I initially had a message saying “Mail can’t verify the identity of mail.xyz.net”. This would show up each time I opened Mail, but by clicking Show Certificate and checking the box Always trust, I don’t see this anymore.

Firefox

First thing I do is to open up Safari and download Firefox. Safari quit supporting OS X 10.3 when it was only one version behind and so I switched to Firefox. They say Safari is faster, but I’ve never noticed a problem with Firefox. Firefox is also open-source and easily customizable with extensions and themes.

To transfer your old settings, take your Firefox profile and transfer it to the new computer. The profile folder can be found in ~/Library/Application Support/Firefox/Profiles. (~ means your home folder) If you haven’t changed anything, the one you want to copy is the folder that ends in “.default“. Put this in the same location that you got it from, but on the new installation, replacing the one that is there. Now you have all your bookmarks, passwords, settings, and extensions transferred.

Now all I need to do is clean up my bookmarks.

iMac

Well, I finally upgraded. Was running an over-clocked G4 eMac running Mac OS X 10.3.9 (Panther). Now I have a 20 inch, 2.4 GHz iMac running Mac OS X 10.5 (Leopard). Stats – 2.4 GHz Intel Core 2 Duo, 1GB Ram, 320GB Hard Drive, SuperDrive (DVD±R DL/DVD±RW/CD-RW), ATI Radeon HD 2600 PRO, 20 inch Screen, iLife ’08, and Leopard.

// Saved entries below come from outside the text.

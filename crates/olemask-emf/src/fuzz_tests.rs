use proptest::prelude::*;

use olemask_core::{LiteralOracle, MaskContext, RedactionConfig, StreamBuffer};

use crate::{iterate_records, locate_text_spans, redact_embedded_emf};

const MAX_LEN: usize = 8 * 1024;

fn text_record() -> impl Strategy<Value = Vec<u8>> {
    let record_type = prop::sample::select(vec![0x53u32, 0x54, 0x60, 0x61, 0x6C, 0x0E, 0x01]);
    (record_type, proptest::collection::vec(any::<u8>(), 0..=160)).prop_map(|(ty, mut body)| {
        body.truncate(body.len() / 4 * 4);
        let mut out = ty.to_le_bytes().to_vec();
        out.extend_from_slice(&((body.len() + 8) as u32).to_le_bytes());
        out.extend_from_slice(&body);
        out
    })
}

proptest! {
    #![proptest_config(ProptestConfig {
        cases: 256,
        // Deterministic in CI so failures are reproducible.
        rng_seed: proptest::test_runner::RngSeed::Fixed(0),
        failure_persistence: None,
        .. ProptestConfig::default()
    })]

    #[test]
    fn located_spans_stay_inside_their_records(
        records in proptest::collection::vec(text_record(), 0..=32),
    ) {
        let buf = records.concat();
        let result = std::panic::catch_unwind(|| {
            for record in iterate_records(&buf) {
                for span in locate_text_spans(&buf, &record) {
                    assert!(span.offset >= record.offset);
                    assert!(span.offset + span.byte_len <= record.end());
                }
            }
        });
        prop_assert!(result.is_ok(), "EMF scanner panicked or overran a record");
    }

    #[test]
    fn redaction_is_panic_free_and_length_preserving(
        buf in proptest::collection::vec(any::<u8>(), 0..=MAX_LEN),
    ) {
        let result = std::panic::catch_unwind(|| {
            let oracle = LiteralOracle::new(["A"]);
            let config = RedactionConfig::default();
            let ctx = MaskContext::new(&oracle, &config);
            let mut stream = StreamBuffer::scratch(buf.clone());
            redact_embedded_emf(&ctx, &mut stream, "EMF");
            stream.into_bytes()
        });
        prop_assert!(result.is_ok(), "redact_embedded_emf panicked");
        if let Ok(out) = result {
            prop_assert_eq!(out.len(), buf.len());
        }
    }
}
//! Shared building blocks for same-length redaction inside legacy binary office containers.
//!
//! Every format codec in the workspace decodes text out of a stream buffer, asks a
//! [`SensitivityOracle`] which character ranges are sensitive, and writes masked bytes back through
//! [`StreamBuffer::write`]. That write is the only mutation path and it refuses any replacement
//! whose length differs from the bytes it replaces, so record headers, piece tables and sector
//! chains downstream of the edit stay valid.

mod config;
mod error;
mod mask;
mod oracle;
mod report;
mod span;
mod text;

#[cfg(test)]
mod fuzz_tests;

pub use config::RedactionConfig;
pub use error::MaskError;
pub use mask::{mask, redact_decoded, redact_text_span, write_same_length, MaskContext};
pub use oracle::{
    locate_raw_spans, LiteralOracle, NormalizedText, RawSpan, SensitiveSpan, SensitivityOracle,
};
pub use report::{RedactionReport, RedactionWarning};
pub use span::{BufferId, SpanRef, StreamBuffer};
pub use text::{
    decode_ansi, decode_codepage_indexed, decode_utf16le_indexed, encode_char,
    encoding_for_codepage, fit_to_width, CharSlot, DecodedText, TextEncoding,
};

While shopping around, I found one at MacMall with $75 off, free shipping, free Parallels, and free printer. All after a total of six rebates. Too much. Called MacZone and they had everything but the $75 off with only one rebate. That sounded much better. They even shipped it so that it arrived in two days. Much faster than I expected.

Then, after unpacking and rearranging my setup, I booted up, completed the registration, and put it the Leopard Upgrade DVD. It came with 10.4, which I was kinda happy about, since I now have a copy of every system from 10.2 on.

After starting the upgrade, the first thing it does was show me how to put batteries into my wireless mouse. Except that I didn’t get a wireless mouse. Seems that for the initial install, you have to have the keyboard/mouse connected directly to the computer. (I had a USB hub in between.) Everything went fine then. Choose to erase the 10.4 system completely and then choose not to install the extra languages and all the print drivers, other than the Epson and HP one. Then I ran the installer for iLife ’08 (Bundled Apps) from the 10.4 installer disc. Now, after a long wait on the installers, I’m running 10.5.